First and foremost -- and this is an extremely important distinction, when discussing plants and fats and grains, remember that highly-processed foods vs. organic/pasture raised/whole and intact foods are extremely different. So to discuss fat is really unfair and confusing because are we discussing fat from a grass fed cow or trans fat in a baked goods? When we are discussing carbohydrates are we talking intact grains or a vegetable? Or a cookie made of refined flour and sugar? While they are fat and carbohydrate molecules, they are not all the same. Continually remind yourself of that. When you are deciding if you should eat more fat or less fat, more carbohydrates or less, you also have to know where that food comes from. This is the world we live in. It is what it is, and you have to be a smart consumer.
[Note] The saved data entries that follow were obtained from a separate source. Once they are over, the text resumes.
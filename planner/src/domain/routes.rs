//! Client-side routes and URL identifier parsing.

use std::str::FromStr;

use shared::{DayId, ExerciseId, WorkoutId};

/// A page of the planner.
///
/// Routes that carry an identifier hold `None` when the URL had no usable
/// one; the page then shows its "missing" text instead of content.
#[derive(Debug, Clone, Copy, PartialEq, Eq)]
pub enum Route {
    ExerciseList,
    Schedule,
    WorkoutList,
    SelectWorkout(Option<DayId>),
    SelectExercise(Option<WorkoutId>),
    EditSelectExercise(Option<WorkoutId>),
    AddOrEditWorkout(Option<WorkoutId>),
    EditWorkout(Option<WorkoutId>),
    /// Served by the backend, not rendered by this client
    AddExercise,
    EditExercise(Option<ExerciseId>),
    NotFound,
}

impl Route {
    /// Resolve a location pathname. Any query string or fragment is ignored.
    pub fn parse(path: &str) -> Route {
        let path = strip_query(path);
        let first = path.split('/').find(|segment| !segment.is_empty());

        match first {
            None => Route::ExerciseList,
            Some("schedule") => Route::Schedule,
            Some("workout-list") => Route::WorkoutList,
            Some("select-workout") => Route::SelectWorkout(trailing_id(path)),
            Some("select-exercise") => Route::SelectExercise(trailing_id(path)),
            Some("edit-select-exercise") => Route::EditSelectExercise(trailing_id(path)),
            Some("add-or-edit-workout") => Route::AddOrEditWorkout(trailing_id(path)),
            Some("edit-workout") => Route::EditWorkout(trailing_id(path)),
            Some("add-exercise") => Route::AddExercise,
            Some("edit-exercise") => Route::EditExercise(trailing_id(path)),
            Some(_) => Route::NotFound,
        }
    }

    pub fn to_path(&self) -> String {
        fn with_id<I: ToString>(base: &str, id: &Option<I>) -> String {
            match id {
                Some(id) => format!("{}/{}", base, id.to_string()),
                None => base.to_string(),
            }
        }

        match self {
            Route::ExerciseList => "/".to_string(),
            Route::Schedule => "/schedule".to_string(),
            Route::WorkoutList => "/workout-list".to_string(),
            Route::SelectWorkout(id) => with_id("/select-workout", id),
            Route::SelectExercise(id) => with_id("/select-exercise", id),
            Route::EditSelectExercise(id) => with_id("/edit-select-exercise", id),
            Route::AddOrEditWorkout(id) => with_id("/add-or-edit-workout", id),
            Route::EditWorkout(id) => with_id("/edit-workout", id),
            Route::AddExercise => "/add-exercise".to_string(),
            Route::EditExercise(id) => with_id("/edit-exercise", id),
            Route::NotFound => "/404".to_string(),
        }
    }
}

/// Identifier in the last non-empty path segment.
///
/// A trailing slash is ignored. The segment must be all ASCII digits;
/// anything else (including an out-of-range number) counts as missing.
pub fn trailing_id<T: FromStr>(path: &str) -> Option<T> {
    let segment = strip_query(path)
        .trim_end_matches('/')
        .rsplit('/')
        .next()
        .unwrap_or_default();

    if segment.is_empty() || !segment.bytes().all(|b| b.is_ascii_digit()) {
        return None;
    }
    segment.parse().ok()
}

fn strip_query(path: &str) -> &str {
    path.split(['?', '#']).next().unwrap_or_default()
}
pub mod memory;
pub mod traits;

pub use memory::MemoryStorage;
pub use traits::SessionStorage;
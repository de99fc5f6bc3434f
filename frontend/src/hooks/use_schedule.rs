use std::rc::Rc;

use shared::{DayId, ScheduleGrid};
use wasm_bindgen_futures::spawn_local;
use workout_planner::domain::DayDetail;
use workout_planner::{CalendarService, DaySchedulePanel};
use yew::prelude::*;

use super::use_page_model::use_page_model;
use super::use_planner::use_planner;
use crate::services::storage::BrowserStorage;

pub struct ScheduleState {
    pub title: String,
    pub grid: Rc<ScheduleGrid>,
    pub detail: Option<DayDetail>,
}

pub struct UseScheduleResult {
    pub state: ScheduleState,
    pub open_day: Callback<DayId>,
}

#[hook]
pub fn use_schedule() -> UseScheduleResult {
    let planner = use_planner();

    // Identifiers are generated once per month and reused from storage
    let grid = use_memo((), {
        let config = planner.config.clone();
        move |_| {
            let calendar = CalendarService::new();
            let (year, month) = calendar.current_month();
            let day_ids = config.day_id_store(BrowserStorage).load_or_generate(year, month);
            calendar.build_grid(&day_ids)
        }
    });

    let panel = use_page_model(DaySchedulePanel::new);

    let open_day = {
        let panel = panel.clone();
        let service = planner.day_details();
        Callback::from(move |day_id: DayId| {
            let panel = panel.clone();
            let service = service.clone();
            spawn_local(async move {
                service.show_day(&panel, day_id).await;
            });
        })
    };

    let title = format!(
        "{} {}",
        CalendarService::new().month_name(grid.month),
        grid.year
    );
    let detail = panel.read().current().cloned();

    UseScheduleResult {
        state: ScheduleState {
            title,
            grid,
            detail,
        },
        open_day,
    }
}
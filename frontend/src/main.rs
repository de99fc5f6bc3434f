use yew::prelude::*;

mod components;
mod hooks;
mod services;

use components::header::Header;
use components::pages::exercise_list::ExerciseListView;
use components::pages::exercise_selection::ExerciseSelectionView;
use components::pages::not_found::NotFound;
use components::pages::schedule::SchedulePage;
use components::pages::select_workout::SelectWorkoutView;
use components::pages::workout_editor::WorkoutEditorView;
use components::pages::workout_list::WorkoutListView;
use hooks::use_planner::AppContext;
use services::config::load_config;
use services::{logging, navigation};
use workout_planner::Route;

#[derive(Properties, PartialEq)]
struct AppProps {
    context: AppContext,
}

fn page(route: Route) -> Html {
    match route {
        Route::ExerciseList => html! { <ExerciseListView /> },
        Route::Schedule => html! { <SchedulePage /> },
        Route::WorkoutList => html! { <WorkoutListView /> },
        Route::SelectWorkout(day_id) => html! { <SelectWorkoutView {day_id} /> },
        Route::SelectExercise(_) | Route::EditSelectExercise(_) => {
            html! { <ExerciseSelectionView {route} /> }
        }
        Route::AddOrEditWorkout(_) | Route::EditWorkout(_) => html! { <WorkoutEditorView {route} /> },
        // Exercise forms are served by the backend's own pages
        Route::AddExercise | Route::EditExercise(_) | Route::NotFound => html! { <NotFound /> },
    }
}

#[function_component(App)]
fn app(props: &AppProps) -> Html {
    let route = navigation::current_route();
    log::debug!("Rendering {}", route.to_path());

    html! {
        <ContextProvider<AppContext> context={props.context.clone()}>
            <Header current={route} />
            <main class="main">
                <div class="container">
                    {page(route)}
                </div>
            </main>
        </ContextProvider<AppContext>>
    }
}

fn main() {
    let config = load_config();
    logging::init(config.level_filter());
    log::info!("Workout planner starting against '{}'", config.base_url);

    let context = AppContext::new(config);
    yew::Renderer::<App>::with_props(AppProps { context }).render();
}
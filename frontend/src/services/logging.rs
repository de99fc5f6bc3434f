//! `log` backend that writes to the browser console.

use log::{Level, LevelFilter, Log, Metadata, Record};

pub struct Logger;

static LOGGER: Logger = Logger;

impl Log for Logger {
    fn enabled(&self, metadata: &Metadata) -> bool {
        metadata.level() <= log::max_level()
    }

    fn log(&self, record: &Record) {
        if !self.enabled(record.metadata()) {
            return;
        }

        let message = format!("[{}] {}", record.target(), record.args());
        match record.level() {
            Level::Error => gloo::console::error!(message),
            Level::Warn => gloo::console::warn!(message),
            Level::Info => gloo::console::info!(message),
            Level::Debug | Level::Trace => gloo::console::debug!(message),
        }
    }

    fn flush(&self) {}
}

/// Install the console logger; later calls only change the level
pub fn init(level: LevelFilter) {
    if log::set_logger(&LOGGER).is_err() {
        gloo::console::debug!("Logger already installed");
    }
    log::set_max_level(level);
}
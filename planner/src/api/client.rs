use log::{debug, warn};
use serde::de::DeserializeOwned;
use serde::Serialize;
use shared::{
    AssociationResponse, DayId, Exercise, ExerciseDetailRequest, ExerciseId, ExerciseSelection,
    GenerateWorkoutIdResponse, MessageResponse, UpdateWorkoutRequest, UpdateWorkoutResponse,
    Workout, WorkoutId,
};

use super::endpoints;
use super::transport::{ApiRequest, ApiResponse, HttpTransport, Method};
use crate::domain::association::{Association, AssociationAction};
use crate::error::ClientError;

/// Typed client for the workout planner server
#[derive(Clone)]
pub struct ApiClient<T> {
    transport: T,
    base_url: String,
}

impl<T: HttpTransport> ApiClient<T> {
    /// Create a client that talks to the origin it was served from
    pub fn new(transport: T) -> Self {
        Self::with_base_url(transport, String::new())
    }

    /// Create a client with a custom base URL
    pub fn with_base_url(transport: T, base_url: impl Into<String>) -> Self {
        Self {
            transport,
            base_url: base_url.into().trim_end_matches('/').to_string(),
        }
    }

    pub fn base_url(&self) -> &str {
        &self.base_url
    }

    /// Workouts scheduled on a day
    pub async fn workouts_by_day(&self, day_id: DayId) -> Result<Vec<Workout>, ClientError> {
        self.get_json(&endpoints::workouts_by_day(day_id)).await
    }

    pub async fn list_workouts(&self) -> Result<Vec<Workout>, ClientError> {
        self.get_json(&endpoints::workouts()).await
    }

    pub async fn delete_workout(&self, workout_id: WorkoutId) -> Result<(), ClientError> {
        let response = self
            .send(ApiRequest::new(Method::Delete, self.url(&endpoints::workout(workout_id))))
            .await?;
        if !response.ok() {
            return Err(rejection_or_status::<UpdateWorkoutResponse>(&response, |r| r.error));
        }
        Ok(())
    }

    pub async fn update_workout(
        &self,
        workout_id: WorkoutId,
        request: &UpdateWorkoutRequest,
    ) -> Result<(), ClientError> {
        let response = self
            .send_json(Method::Put, &endpoints::workout(workout_id), request)
            .await?;
        if !response.ok() {
            return Err(rejection_or_status::<UpdateWorkoutResponse>(&response, |r| r.error));
        }

        let body: UpdateWorkoutResponse = serde_json::from_str(&response.body)?;
        if body.success {
            Ok(())
        } else {
            Err(ClientError::Rejected(body.error.unwrap_or_default()))
        }
    }

    /// Ask the server for a fresh workout identifier
    pub async fn generate_workout_id(&self) -> Result<WorkoutId, ClientError> {
        let body: GenerateWorkoutIdResponse = self.get_json(&endpoints::generate_workout_id()).await?;
        Ok(body.workout_id)
    }

    pub async fn list_exercises(&self, filter: Option<&str>) -> Result<Vec<Exercise>, ClientError> {
        self.get_json(&endpoints::exercises(filter)).await
    }

    pub async fn delete_exercise(&self, exercise_id: ExerciseId) -> Result<(), ClientError> {
        let response = self
            .send(ApiRequest::new(Method::Delete, self.url(&endpoints::exercise(exercise_id))))
            .await?;
        if !response.ok() {
            return Err(rejection_or_status::<MessageResponse>(&response, |r| r.error));
        }
        Ok(())
    }

    /// Every exercise, flagged with whether it belongs to the workout
    pub async fn exercises_in_workout(
        &self,
        workout_id: WorkoutId,
    ) -> Result<Vec<ExerciseSelection>, ClientError> {
        self.get_json(&endpoints::exercises_in_workout(workout_id)).await
    }

    pub async fn add_exercise_detail(
        &self,
        workout_id: WorkoutId,
        exercise_id: ExerciseId,
        request: &ExerciseDetailRequest,
    ) -> Result<MessageResponse, ClientError> {
        let response = self
            .send_json(
                Method::Post,
                &endpoints::add_exercise_detail(workout_id, exercise_id),
                request,
            )
            .await?;
        if !response.ok() {
            return Err(rejection_or_status::<MessageResponse>(&response, |r| r.error));
        }
        Ok(serde_json::from_str(&response.body)?)
    }

    /// Create or remove an association.
    ///
    /// The body is decoded whatever the status, since the server reports
    /// application failures as `{success: false, message}` on 4xx/5xx.
    /// The success flag is left for the caller to inspect.
    pub async fn set_association(
        &self,
        association: Association,
        action: AssociationAction,
    ) -> Result<AssociationResponse, ClientError> {
        let (method, path) = endpoints::association(association, action);
        let response = self
            .send(ApiRequest::new(method, self.url(&path)).with_body("{}".to_string()))
            .await?;

        match serde_json::from_str::<AssociationResponse>(&response.body) {
            Ok(body) => Ok(body),
            Err(_) if !response.ok() => Err(ClientError::Status {
                status: response.status,
                body: response.body,
            }),
            Err(err) => Err(err.into()),
        }
    }

    fn url(&self, path: &str) -> String {
        format!("{}{}", self.base_url, path)
    }

    async fn send(&self, request: ApiRequest) -> Result<ApiResponse, ClientError> {
        debug!("{} {}", request.method, request.url);
        let response = self.transport.send(request).await?;
        if !response.ok() {
            warn!("Request failed with status {}", response.status);
        }
        Ok(response)
    }

    async fn send_json<B: Serialize>(
        &self,
        method: Method,
        path: &str,
        body: &B,
    ) -> Result<ApiResponse, ClientError> {
        let body = serde_json::to_string(body)?;
        self.send(ApiRequest::new(method, self.url(path)).with_body(body))
            .await
    }

    async fn get_json<R: DeserializeOwned>(&self, path: &str) -> Result<R, ClientError> {
        let response = self.send(ApiRequest::new(Method::Get, self.url(path))).await?;
        if !response.ok() {
            return Err(ClientError::Status {
                status: response.status,
                body: response.body,
            });
        }
        Ok(serde_json::from_str(&response.body)?)
    }
}

/// Prefer the server's own error text over a bare status
fn rejection_or_status<B: DeserializeOwned>(
    response: &ApiResponse,
    message: impl FnOnce(B) -> Option<String>,
) -> ClientError {
    serde_json::from_str::<B>(&response.body)
        .ok()
        .and_then(message)
        .filter(|m| !m.trim().is_empty())
        .map(ClientError::Rejected)
        .unwrap_or_else(|| ClientError::Status {
            status: response.status,
            body: response.body.clone(),
        })
}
Second -- Eating more plants does not mean becoming vegan. Many of us think we need to adjust our protein and fat intake, while if we just ate more vegetables, the ratios of our food would likely balance out. It requires more effort than you realize to consume 5-10 servings (3-5 cups) of vegetables a day. If you focused your effort there, you would be amazed at the impact you could have to your health. And then if you throw in 1-3 servings of fruit and 1-5 servings of whole grain starches along with only eating high quality sources of fat and protein. You would likely find your ideal plan without ever counting a calorie or thinking about a "diet."
Third -- If the thought of focusing on vegetables will not work for you, maybe focusing on fiber will. In Pollan's documentary he features the Hadza tribe in Africa. Researchers from all over the world are observing this group because their microbiota, the microorganisms living in our bodies, is one of the most diverse, healthy and extensive. One conclusion is this is due to the tremendous amount of fiber in the Hadza diet, 5-10 times the amount of the typical American. So, if you were to just focus on fiber, could you find the plan that was right for you? And if you focused on fiber, you will notice that vegetables and high quality grains would increase and processed foods would decrease. Hadza are not vegan and you do not have to be either, but eating high quality meats and fats and eating balanced plates with fibrous vegetables, grains and fruits create a balanced plate.
I hope I did not make you more confused... I hope this leaves you thinking about food and diet to make you your best and healthiest self!
So yes to Gardner and Pollan -- eat real food, find your fiber, and the right mix for YOU.